Exercise details: For the entries that follow, restate word for word the line containing "let rest = &rest[comma + 1..];", the line containing "self.input == EPSILON", and every line that lies between them.

[Collected data]

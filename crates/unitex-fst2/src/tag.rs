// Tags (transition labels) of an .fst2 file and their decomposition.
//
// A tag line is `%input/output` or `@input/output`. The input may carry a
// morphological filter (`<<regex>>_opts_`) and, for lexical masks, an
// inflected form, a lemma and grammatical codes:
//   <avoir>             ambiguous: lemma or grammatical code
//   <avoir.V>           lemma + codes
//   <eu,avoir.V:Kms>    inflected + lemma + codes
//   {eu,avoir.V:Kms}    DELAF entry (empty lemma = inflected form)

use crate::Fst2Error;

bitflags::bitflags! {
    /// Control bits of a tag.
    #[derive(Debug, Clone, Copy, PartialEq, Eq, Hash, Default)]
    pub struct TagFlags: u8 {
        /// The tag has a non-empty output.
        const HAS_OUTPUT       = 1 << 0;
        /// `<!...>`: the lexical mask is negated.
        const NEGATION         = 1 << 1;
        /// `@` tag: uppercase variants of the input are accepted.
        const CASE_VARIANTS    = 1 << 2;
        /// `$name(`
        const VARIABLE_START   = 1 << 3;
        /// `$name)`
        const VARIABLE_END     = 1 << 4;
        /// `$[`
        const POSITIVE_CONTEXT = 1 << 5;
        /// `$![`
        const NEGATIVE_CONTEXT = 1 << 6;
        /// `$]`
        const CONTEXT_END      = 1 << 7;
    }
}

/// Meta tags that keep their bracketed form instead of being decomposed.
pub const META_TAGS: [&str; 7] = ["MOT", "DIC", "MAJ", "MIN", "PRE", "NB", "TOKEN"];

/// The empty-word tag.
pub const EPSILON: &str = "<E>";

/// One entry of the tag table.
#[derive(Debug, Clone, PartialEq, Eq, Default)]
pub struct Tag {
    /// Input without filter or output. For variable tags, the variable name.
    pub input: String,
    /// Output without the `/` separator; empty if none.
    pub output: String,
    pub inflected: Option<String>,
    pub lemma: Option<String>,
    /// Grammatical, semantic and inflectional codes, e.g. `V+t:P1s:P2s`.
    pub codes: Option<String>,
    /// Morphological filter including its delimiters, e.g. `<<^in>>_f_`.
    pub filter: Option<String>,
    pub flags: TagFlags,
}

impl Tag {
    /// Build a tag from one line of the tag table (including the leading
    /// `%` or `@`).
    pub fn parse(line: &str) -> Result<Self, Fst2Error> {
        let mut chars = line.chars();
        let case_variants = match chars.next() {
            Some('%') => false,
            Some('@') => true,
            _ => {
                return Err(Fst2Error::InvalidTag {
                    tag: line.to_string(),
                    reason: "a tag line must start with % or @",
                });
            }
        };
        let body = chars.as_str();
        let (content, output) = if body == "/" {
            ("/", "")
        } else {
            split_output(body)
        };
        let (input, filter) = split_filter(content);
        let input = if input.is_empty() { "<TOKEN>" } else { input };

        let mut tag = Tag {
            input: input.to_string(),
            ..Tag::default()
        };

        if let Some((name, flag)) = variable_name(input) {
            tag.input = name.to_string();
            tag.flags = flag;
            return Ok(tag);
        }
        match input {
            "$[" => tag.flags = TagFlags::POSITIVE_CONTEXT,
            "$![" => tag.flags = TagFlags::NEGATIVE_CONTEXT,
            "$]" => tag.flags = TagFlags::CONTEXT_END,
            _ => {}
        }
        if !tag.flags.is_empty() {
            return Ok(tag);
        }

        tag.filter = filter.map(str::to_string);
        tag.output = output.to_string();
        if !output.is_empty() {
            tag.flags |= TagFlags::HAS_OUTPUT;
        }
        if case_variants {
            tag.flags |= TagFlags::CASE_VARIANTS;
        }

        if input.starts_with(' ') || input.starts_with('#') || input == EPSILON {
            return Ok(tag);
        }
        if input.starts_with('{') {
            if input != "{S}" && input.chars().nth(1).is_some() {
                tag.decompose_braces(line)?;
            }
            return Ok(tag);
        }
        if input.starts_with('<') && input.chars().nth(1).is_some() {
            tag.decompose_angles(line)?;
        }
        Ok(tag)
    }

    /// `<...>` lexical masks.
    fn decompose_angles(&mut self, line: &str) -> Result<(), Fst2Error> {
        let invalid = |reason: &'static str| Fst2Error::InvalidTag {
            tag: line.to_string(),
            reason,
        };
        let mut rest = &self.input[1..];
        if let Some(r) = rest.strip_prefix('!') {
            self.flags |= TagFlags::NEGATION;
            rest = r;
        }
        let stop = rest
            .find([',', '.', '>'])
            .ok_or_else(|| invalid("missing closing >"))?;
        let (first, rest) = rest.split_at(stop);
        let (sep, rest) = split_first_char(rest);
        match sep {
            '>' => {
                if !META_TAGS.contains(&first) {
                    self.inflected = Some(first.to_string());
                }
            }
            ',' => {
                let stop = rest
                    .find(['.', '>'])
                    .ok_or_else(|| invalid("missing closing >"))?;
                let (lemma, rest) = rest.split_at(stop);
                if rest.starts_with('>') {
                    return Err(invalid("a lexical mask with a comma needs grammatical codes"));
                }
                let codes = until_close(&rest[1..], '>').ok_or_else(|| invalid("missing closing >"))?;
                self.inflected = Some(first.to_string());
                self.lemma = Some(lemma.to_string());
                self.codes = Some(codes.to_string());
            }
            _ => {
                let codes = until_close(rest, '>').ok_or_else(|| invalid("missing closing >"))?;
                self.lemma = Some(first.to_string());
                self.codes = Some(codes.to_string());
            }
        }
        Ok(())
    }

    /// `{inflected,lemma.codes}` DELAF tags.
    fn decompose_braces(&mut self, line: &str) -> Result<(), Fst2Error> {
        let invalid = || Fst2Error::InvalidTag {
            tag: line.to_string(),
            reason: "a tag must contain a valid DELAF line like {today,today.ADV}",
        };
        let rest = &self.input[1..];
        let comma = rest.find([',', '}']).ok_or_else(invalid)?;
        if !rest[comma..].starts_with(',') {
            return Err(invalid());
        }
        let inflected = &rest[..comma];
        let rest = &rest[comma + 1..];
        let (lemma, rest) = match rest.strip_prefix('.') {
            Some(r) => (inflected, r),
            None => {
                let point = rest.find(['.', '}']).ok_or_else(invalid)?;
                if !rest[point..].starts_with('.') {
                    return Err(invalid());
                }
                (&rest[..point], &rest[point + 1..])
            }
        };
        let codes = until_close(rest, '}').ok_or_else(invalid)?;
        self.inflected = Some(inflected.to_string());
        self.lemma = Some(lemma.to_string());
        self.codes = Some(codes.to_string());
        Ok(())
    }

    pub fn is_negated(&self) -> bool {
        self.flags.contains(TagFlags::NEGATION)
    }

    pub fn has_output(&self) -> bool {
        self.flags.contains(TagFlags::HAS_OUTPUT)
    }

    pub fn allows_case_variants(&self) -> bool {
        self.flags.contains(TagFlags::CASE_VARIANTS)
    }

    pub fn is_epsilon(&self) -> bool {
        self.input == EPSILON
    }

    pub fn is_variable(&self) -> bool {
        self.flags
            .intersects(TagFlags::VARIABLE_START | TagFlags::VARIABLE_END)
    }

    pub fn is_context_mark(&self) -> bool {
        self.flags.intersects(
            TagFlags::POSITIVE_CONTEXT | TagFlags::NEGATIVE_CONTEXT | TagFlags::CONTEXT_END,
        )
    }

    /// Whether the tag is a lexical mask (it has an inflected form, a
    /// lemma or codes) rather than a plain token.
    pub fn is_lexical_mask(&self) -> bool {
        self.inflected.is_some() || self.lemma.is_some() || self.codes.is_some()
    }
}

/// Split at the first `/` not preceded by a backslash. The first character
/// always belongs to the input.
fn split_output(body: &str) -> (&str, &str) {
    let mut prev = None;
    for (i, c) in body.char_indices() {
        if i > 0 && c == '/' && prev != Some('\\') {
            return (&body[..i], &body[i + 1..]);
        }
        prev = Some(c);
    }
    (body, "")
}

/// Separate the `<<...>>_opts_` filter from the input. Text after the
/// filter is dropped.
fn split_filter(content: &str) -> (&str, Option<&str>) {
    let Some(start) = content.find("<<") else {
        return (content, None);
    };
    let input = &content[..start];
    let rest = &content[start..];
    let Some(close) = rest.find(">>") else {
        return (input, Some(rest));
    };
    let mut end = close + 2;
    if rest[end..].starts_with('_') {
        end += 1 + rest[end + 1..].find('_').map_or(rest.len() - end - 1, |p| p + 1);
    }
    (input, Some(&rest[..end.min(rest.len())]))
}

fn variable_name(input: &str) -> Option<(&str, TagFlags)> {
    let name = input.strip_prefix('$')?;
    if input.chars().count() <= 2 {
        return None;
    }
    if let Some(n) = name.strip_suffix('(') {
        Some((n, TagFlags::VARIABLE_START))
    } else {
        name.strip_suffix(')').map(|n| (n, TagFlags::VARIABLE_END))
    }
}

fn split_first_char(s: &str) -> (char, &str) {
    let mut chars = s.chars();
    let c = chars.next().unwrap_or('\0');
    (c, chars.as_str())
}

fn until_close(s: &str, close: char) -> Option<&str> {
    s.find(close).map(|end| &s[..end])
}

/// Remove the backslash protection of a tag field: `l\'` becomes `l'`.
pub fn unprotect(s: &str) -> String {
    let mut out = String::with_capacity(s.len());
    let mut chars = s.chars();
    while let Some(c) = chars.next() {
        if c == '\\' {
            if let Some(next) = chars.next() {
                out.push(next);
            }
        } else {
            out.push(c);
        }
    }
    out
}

Response:
        let rest = &rest[comma + 1..];
        let (lemma, rest) = match rest.strip_prefix('.') {
            Some(r) => (inflected, r),
            None => {
                let point = rest.find(['.', '}']).ok_or_else(invalid)?;
                if !rest[point..].starts_with('.') {
                    return Err(invalid());
                }
                (&rest[..point], &rest[point + 1..])
            }
        };
        let codes = until_close(rest, '}').ok_or_else(invalid)?;
        self.inflected = Some(inflected.to_string());
        self.lemma = Some(lemma.to_string());
        self.codes = Some(codes.to_string());
        Ok(())
    }

    pub fn is_negated(&self) -> bool {
        self.flags.contains(TagFlags::NEGATION)
    }

    pub fn has_output(&self) -> bool {
        self.flags.contains(TagFlags::HAS_OUTPUT)
    }

    pub fn allows_case_variants(&self) -> bool {
        self.flags.contains(TagFlags::CASE_VARIANTS)
    }

    pub fn is_epsilon(&self) -> bool {
        self.input == EPSILON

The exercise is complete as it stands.